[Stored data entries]
=== Begin Enclosure ===
/// A fully resolved order line ready for insertion
struct ResolvedLine {
    request_item_id: Option<Uuid>,
    name: String,
    description: Option<String>,
    quantity: Decimal,
    unit_price: Decimal,
    line_total: Decimal,
}

fn validate_terms(tax_rate: Decimal, shipping_cost: Decimal, discount: Decimal) -> AppResult<()> {
    if let Err(msg) = validate_tax_rate(tax_rate) {
        return Err(AppError::Validation {
            field: "tax_rate".to_string(),
            message: msg.to_string(),
            message_th: "อัตราภาษีต้องเป็นสัดส่วนระหว่าง 0 ถึง 1".to_string(),
        });
    }
    for (field, amount) in [("shipping_cost", shipping_cost), ("discount", discount)] {
        if let Err(msg) = validate_charge(amount) {
            return Err(AppError::Validation {
                field: field.to_string(),
                message: msg.to_string(),
                message_th: "จำนวนเงินต้องไม่ติดลบ".to_string(),
            });
        }
    }
    Ok(())
}

/// Copy request lines into order lines, applying any overrides.
///
/// Every override must point at a line of this request.
fn merge_overrides(
    lines: &[RequestLine],
    overrides: &[LineOverride],
) -> AppResult<Vec<ResolvedLine>> {
    for o in overrides {
        if !lines.iter().any(|l| l.id == o.request_item_id) {
            return Err(AppError::Validation {
                field: "line_overrides".to_string(),
                message: format!(
                    "override references item {} which is not on this request",
                    o.request_item_id
                ),
                message_th: "รายการที่แก้ไขไม่อยู่ในใบขอซื้อนี้".to_string(),
            });
        }
    }

    let mut resolved = Vec::with_capacity(lines.len());
    for line in lines {
        let o = overrides.iter().find(|o| o.request_item_id == line.id);
        let quantity = o.and_then(|o| o.quantity).unwrap_or(line.quantity);
        let unit_price = o.and_then(|o| o.unit_price).unwrap_or(line.unit_price);
        if quantity <= Decimal::ZERO || unit_price < Decimal::ZERO {
            return Err(AppError::Validation {
                field: "line_overrides".to_string(),
                message: format!("invalid quantity or price for item {}", line.name),
                message_th: format!("จำนวนหรือราคาของ {} ไม่ถูกต้อง", line.name),
            });
        }
        resolved.push(ResolvedLine {
            request_item_id: Some(line.id),
            name: line.name.clone(),
            description: o
                .and_then(|o| o.description.clone())
                .or_else(|| line.description.clone()),
            quantity,
            unit_price,
            line_total: line_subtotal(quantity, unit_price),
        });
    }
    Ok(resolved)
}

fn validate_order_items(items: &[OrderItemInput]) -> AppResult<Vec<ResolvedLine>> {
    if items.is_empty() {
        return Err(AppError::Validation {
            field: "items".to_string(),
            message: "A purchase order needs at least one item".to_string(),
            message_th: "ใบสั่งซื้อต้องมีรายการสินค้าอย่างน้อยหนึ่งรายการ".to_string(),
        });
    }
    let mut resolved = Vec::with_capacity(items.len());
    for item in items {
        if item.name.trim().is_empty()
            || item.quantity <= Decimal::ZERO
            || item.unit_price < Decimal::ZERO
        {
            return Err(AppError::Validation {
                field: "items".to_string(),
                message: format!("invalid order line: {}", item.name),
                message_th: format!("รายการสินค้าไม่ถูกต้อง: {}", item.name),
            });
        }
        resolved.push(ResolvedLine {
            request_item_id: item.request_item_id,
            name: item.name.clone(),
            description: item.description.clone(),
            quantity: item.quantity,
            unit_price: item.unit_price,
            line_total: line_subtotal(item.quantity, item.unit_price),
        });
    }
    Ok(resolved)
}

async fn check_vendor_active(conn: &mut PgConnection, vendor_id: Uuid) -> AppResult<()> {
    let status = sqlx::query_scalar::<_, String>("SELECT status FROM vendors WHERE id = $1")
        .bind(vendor_id)
        .fetch_optional(conn)
        .await?
        .ok_or_else(|| AppError::NotFound("Vendor".to_string()))?;

    let active = VendorStatus::from_str(&status)
        .map(|s| s.can_receive_orders())
        .unwrap_or(false);

    if !active {
        return Err(AppError::Conflict {
            resource: "vendor".to_string(),
            message: format!("Vendor is {} and cannot receive purchase orders", status),
            message_th: "ผู้ขายไม่อยู่ในสถานะที่สามารถรับใบสั่งซื้อได้".to_string(),
        });
    }
    Ok(())
}

async fn lock_order(conn: &mut PgConnection, order_id: Uuid) -> AppResult<PurchaseOrder> {
    sqlx::query_as::<_, PurchaseOrder>(&format!(
        "SELECT {} FROM purchase_orders WHERE id = $1 FOR UPDATE",
        ORDER_COLUMNS
    ))
    .bind(order_id)
    .fetch_optional(conn)
    .await?
    .ok_or_else(|| AppError::NotFound("Purchase order".to_string()))
}

async fn insert_order_lines(
    conn: &mut PgConnection,
    order_id: Uuid,
    lines: &[ResolvedLine],
) -> AppResult<()> {
    for line in lines {
        sqlx::query(
            r#"
            INSERT INTO purchase_order_items (purchase_order_id, request_item_id, name,
                                              description, quantity, unit_price, line_total)
            VALUES ($1, $2, $3, $4, $5, $6, $7)
            "#,
        )
        .bind(order_id)
        .bind(line.request_item_id)
        .bind(&line.name)
        .bind(&line.description)
        .bind(line.quantity)
        .bind(line.unit_price)
        .bind(line.line_total)
        .execute(&mut *conn)
        .await?;
    }
    Ok(())
}

fn parse_status(status: &str) -> AppResult<OrderStatus> {
    OrderStatus::from_str(status)
        .ok_or_else(|| AppError::Internal(format!("unknown purchase order status: {}", status)))
}

fn active_order_conflict(request_number: &str) -> AppError {
    AppError::Conflict {
        resource: "purchase_order".to_string(),
        message: format!(
            "An active purchase order already exists for request {}",
            request_number
        ),
        message_th: format!("มีใบสั่งซื้อที่ยังไม่ถูกยกเลิกสำหรับ {} อยู่แล้ว", request_number),
    }
}

/// Two generators can pass the EXISTS check in between each other's lock
/// windows only if they lock different request rows; the partial unique
/// index still rejects the second insert, which surfaces here.
fn map_active_order_violation(e: sqlx::Error, request_number: &str) -> AppError {
    if let sqlx::Error::Database(ref db) = e {
        if db.constraint() == Some(ACTIVE_ORDER_IDX) {
            return active_order_conflict(request_number);
        }
    }
    AppError::DatabaseError(e)
}

#[cfg(test)]
mod tests {
    use super::*;

    #[test]
    fn test_update_input_distinguishes_null_from_absent() {
        let keep: UpdateOrderInput = serde_json::from_str("{}").unwrap();
        assert_eq!(keep.notes, None);
        assert_eq!(keep.payment_terms, None);
        assert_eq!(keep.expected_delivery_date, None);

        let clear: UpdateOrderInput =
            serde_json::from_str(r#"{"notes": null, "expected_delivery_date": null}"#).unwrap();
        assert_eq!(clear.notes, Some(None));
        assert_eq!(clear.expected_delivery_date, Some(None));
        assert_eq!(clear.payment_terms, None);

        let set: UpdateOrderInput = serde_json::from_str(r#"{"notes": "rush order"}"#).unwrap();
        assert_eq!(set.notes, Some(Some("rush order".to_string())));
    }
}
=== End Enclosure ===
Task item ::
Word for word, restate the lines above from the line containing "Decimal, discount: Decimal)" through the line containing "which is not", with both included and nothing else.

Answer to the exercise ::
fn validate_terms(tax_rate: Decimal, shipping_cost: Decimal, discount: Decimal) -> AppResult<()> {
    if let Err(msg) = validate_tax_rate(tax_rate) {
        return Err(AppError::Validation {
            field: "tax_rate".to_string(),
            message: msg.to_string(),
            message_th: "อัตราภาษีต้องเป็นสัดส่วนระหว่าง 0 ถึง 1".to_string(),
        });
    }
    for (field, amount) in [("shipping_cost", shipping_cost), ("discount", discount)] {
        if let Err(msg) = validate_charge(amount) {
            return Err(AppError::Validation {
                field: field.to_string(),
                message: msg.to_string(),
                message_th: "จำนวนเงินต้องไม่ติดลบ".to_string(),
            });
        }
    }
    Ok(())
}

/// Copy request lines into order lines, applying any overrides.
///
/// Every override must point at a line of this request.
fn merge_overrides(
    lines: &[RequestLine],
    overrides: &[LineOverride],
) -> AppResult<Vec<ResolvedLine>> {
    for o in overrides {
        if !lines.iter().any(|l| l.id == o.request_item_id) {
            return Err(AppError::Validation {
                field: "line_overrides".to_string(),
                message: format!(
                    "override references item {} which is not on this request",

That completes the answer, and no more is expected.